/---
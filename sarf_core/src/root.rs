use serde::{Deserialize, Serialize};
use std::fmt;

use crate::alphabet;
use crate::error::RootError;
use crate::graphemes;

/// Letters in every root.
pub const ROOT_LEN: usize = 3;

/// Ordering key of a root: `p1 * 900 + p2 * 30 + p3` over alphabet ranks.
///
/// Spellings that fold to the same ranks share a key.
#[derive(Debug, Clone, Copy, PartialEq, Eq, PartialOrd, Ord, Hash, Serialize, Deserialize)]
pub struct RootKey(u32);

impl RootKey {
    /// Key of `root`, or `None` unless it is exactly three known letters.
    #[must_use]
    pub fn of(root: &str) -> Option<Self> {
        let mut chars = root.chars();
        let (Some(a), Some(b), Some(c), None) =
            (chars.next(), chars.next(), chars.next(), chars.next())
        else {
            return None;
        };
        Some(Self::from_ranks(
            alphabet::rank(a)?,
            alphabet::rank(b)?,
            alphabet::rank(c)?,
        ))
    }

    #[must_use]
    pub const fn from_ranks(p1: u8, p2: u8, p3: u8) -> Self {
        Self(p1 as u32 * 900 + p2 as u32 * 30 + p3 as u32)
    }

    #[must_use]
    pub const fn value(self) -> u32 {
        self.0
    }
}

/// A triliteral root whose letters are all in the alphabet.
#[derive(Debug, Clone, PartialEq, Eq, Hash, Serialize, Deserialize)]
#[serde(try_from = "String", into = "String")]
pub struct Root {
    text: String,
    letters: [char; ROOT_LEN],
    key: RootKey,
}

impl Root {
    /// Validate `text` as a root. Surrounding whitespace is ignored.
    ///
    /// # Errors
    /// Returns `RootError` if the text is not exactly three alphabet letters.
    pub fn parse(text: &str) -> Result<Self, RootError> {
        let text = text.trim();
        let chars: Vec<char> = text.chars().collect();
        let letters: [char; ROOT_LEN] =
            chars
                .as_slice()
                .try_into()
                .map_err(|_| RootError::WrongLength {
                    root: text.to_string(),
                    found: graphemes::len(text),
                })?;

        let mut ranks = [0u8; ROOT_LEN];
        for (rank, letter) in ranks.iter_mut().zip(letters) {
            *rank = alphabet::rank(letter).ok_or_else(|| RootError::UnknownLetter {
                root: text.to_string(),
                letter,
            })?;
        }

        Ok(Self {
            text: text.to_string(),
            letters,
            key: RootKey::from_ranks(ranks[0], ranks[1], ranks[2]),
        })
    }

    #[must_use]
    pub fn as_str(&self) -> &str {
        &self.text
    }

    /// The radicals in order.
    #[must_use]
    pub const fn letters(&self) -> [char; ROOT_LEN] {
        self.letters
    }

    #[must_use]
    pub const fn key(&self) -> RootKey {
        self.key
    }
}

impl fmt::Display for Root {
    fn fmt(&self, f: &mut fmt::Formatter<'_>) -> fmt::Result {
        f.write_str(&self.text)
    }
}

impl TryFrom<String> for Root {
    type Error = RootError;

    fn try_from(value: String) -> Result<Self, Self::Error> {
        Self::parse(&value)
    }
}

impl From<Root> for String {
    fn from(root: Root) -> Self {
        root.text
    }
}

impl std::str::FromStr for Root {
    type Err = RootError;

    fn from_str(s: &str) -> Result<Self, Self::Err> {
        Self::parse(s)
    }
}

#[cfg(test)]
mod tests {
    use super::*;

    #[test]
    #[expect(clippy::expect_used, reason = "Test failure should panic with context")]
    fn test_parse_valid_root() {
        let root = Root::parse(" كتب ").expect("valid root");
        assert_eq!(root.as_str(), "كتب");
        assert_eq!(root.letters(), ['ك', 'ت', 'ب']);
        assert_eq!(root.key().value(), 22 * 900 + 3 * 30 + 2);
    }

    #[test]
    fn test_parse_wrong_length() {
        assert_eq!(
            Root::parse("كاتب"),
            Err(RootError::WrongLength {
                root: "كاتب".to_string(),
                found: 4
            })
        );
        assert!(matches!(
            Root::parse(""),
            Err(RootError::WrongLength { found: 0, .. })
        ));
    }

    #[test]
    fn test_parse_unknown_letter() {
        assert_eq!(
            Root::parse("xyz"),
            Err(RootError::UnknownLetter {
                root: "xyz".to_string(),
                letter: 'x'
            })
        );
    }

    #[test]
    fn test_key_ordering_follows_alphabet() {
        let keys: Vec<Option<RootKey>> = ["درس", "زرع", "كتب"]
            .iter()
            .map(|r| RootKey::of(r))
            .collect();
        assert!(keys.iter().all(Option::is_some));
        assert!(keys[0] < keys[1]);
        assert!(keys[1] < keys[2]);
    }

    #[test]
    fn test_key_folds_variants() {
        assert_eq!(RootKey::of("أكل"), RootKey::of("اكل"));
        assert_eq!(RootKey::of("ab"), None);
        assert_eq!(RootKey::of("كتبب"), None);
    }
}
\---
Work required
The answer must be every record above, repeated exactly as written.

Response for this exercise
filename sarf_core/src/root.rs
use serde::{Deserialize, Serialize};
use std::fmt;

use crate::alphabet;
use crate::error::RootError;
use crate::graphemes;

/// Letters in every root.
pub const ROOT_LEN: usize = 3;

/// Ordering key of a root: `p1 * 900 + p2 * 30 + p3` over alphabet ranks.
///
/// Spellings that fold to the same ranks share a key.
#[derive(Debug, Clone, Copy, PartialEq, Eq, PartialOrd, Ord, Hash, Serialize, Deserialize)]
pub struct RootKey(u32);

impl RootKey {
    /// Key of `root`, or `None` unless it is exactly three known letters.
    #[must_use]
    pub fn of(root: &str) -> Option<Self> {
        let mut chars = root.chars();
        let (Some(a), Some(b), Some(c), None) =
            (chars.next(), chars.next(), chars.next(), chars.next())
        else {
            return None;
        };
        Some(Self::from_ranks(
            alphabet::rank(a)?,
            alphabet::rank(b)?,
            alphabet::rank(c)?,
        ))
    }

    #[must_use]
    pub const fn from_ranks(p1: u8, p2: u8, p3: u8) -> Self {
        Self(p1 as u32 * 900 + p2 as u32 * 30 + p3 as u32)
    }

    #[must_use]
    pub const fn value(self) -> u32 {
        self.0
    }
}

/// A triliteral root whose letters are all in the alphabet.
#[derive(Debug, Clone, PartialEq, Eq, Hash, Serialize, Deserialize)]
#[serde(try_from = "String", into = "String")]
pub struct Root {
    text: String,
    letters: [char; ROOT_LEN],
    key: RootKey,
}

impl Root {
    /// Validate `text` as a root. Surrounding whitespace is ignored.
    ///
    /// # Errors
    /// Returns `RootError` if the text is not exactly three alphabet letters.
    pub fn parse(text: &str) -> Result<Self, RootError> {
        let text = text.trim();
        let chars: Vec<char> = text.chars().collect();
        let letters: [char; ROOT_LEN] =
            chars
                .as_slice()
                .try_into()
                .map_err(|_| RootError::WrongLength {
                    root: text.to_string(),
                    found: graphemes::len(text),
                })?;

        let mut ranks = [0u8; ROOT_LEN];
        for (rank, letter) in ranks.iter_mut().zip(letters) {
            *rank = alphabet::rank(letter).ok_or_else(|| RootError::UnknownLetter {
                root: text.to_string(),
                letter,
            })?;
        }

        Ok(Self {
            text: text.to_string(),
            letters,
            key: RootKey::from_ranks(ranks[0], ranks[1], ranks[2]),
        })
    }

    #[must_use]
    pub fn as_str(&self) -> &str {
        &self.text
    }

    /// The radicals in order.
    #[must_use]
    pub const fn letters(&self) -> [char; ROOT_LEN] {
        self.letters
    }

    #[must_use]
    pub const fn key(&self) -> RootKey {
        self.key
    }
}

impl fmt::Display for Root {
    fn fmt(&self, f: &mut fmt::Formatter<'_>) -> fmt::Result {
        f.write_str(&self.text)
    }
}

impl TryFrom<String> for Root {
    type Error = RootError;

    fn try_from(value: String) -> Result<Self, Self::Error> {
        Self::parse(&value)
    }
}

impl From<Root> for String {
    fn from(root: Root) -> Self {
        root.text
    }
}

impl std::str::FromStr for Root {
    type Err = RootError;

    fn from_str(s: &str) -> Result<Self, Self::Err> {
        Self::parse(s)
    }
}

#[cfg(test)]
mod tests {
    use super::*;

    #[test]
    #[expect(clippy::expect_used, reason = "Test failure should panic with context")]
    fn test_parse_valid_root() {
        let root = Root::parse(" كتب ").expect("valid root");
        assert_eq!(root.as_str(), "كتب");
        assert_eq!(root.letters(), ['ك', 'ت', 'ب']);
        assert_eq!(root.key().value(), 22 * 900 + 3 * 30 + 2);
    }

    #[test]
    fn test_parse_wrong_length() {
        assert_eq!(
            Root::parse("كاتب"),
            Err(RootError::WrongLength {
                root: "كاتب".to_string(),
                found: 4
            })
        );
        assert!(matches!(
            Root::parse(""),
            Err(RootError::WrongLength { found: 0, .. })
        ));
    }

    #[test]
    fn test_parse_unknown_letter() {
        assert_eq!(
            Root::parse("xyz"),
            Err(RootError::UnknownLetter {
                root: "xyz".to_string(),
                letter: 'x'
            })
        );
    }

    #[test]
    fn test_key_ordering_follows_alphabet() {
        let keys: Vec<Option<RootKey>> = ["درس", "زرع", "كتب"]
            .iter()
            .map(|r| RootKey::of(r))
            .collect();
        assert!(keys.iter().all(Option::is_some));
        assert!(keys[0] < keys[1]);
        assert!(keys[1] < keys[2]);
    }

    #[test]
    fn test_key_folds_variants() {
        assert_eq!(RootKey::of("أكل"), RootKey::of("اكل"));
        assert_eq!(RootKey::of("ab"), None);
        assert_eq!(RootKey::of("كتبب"), None);
    }
}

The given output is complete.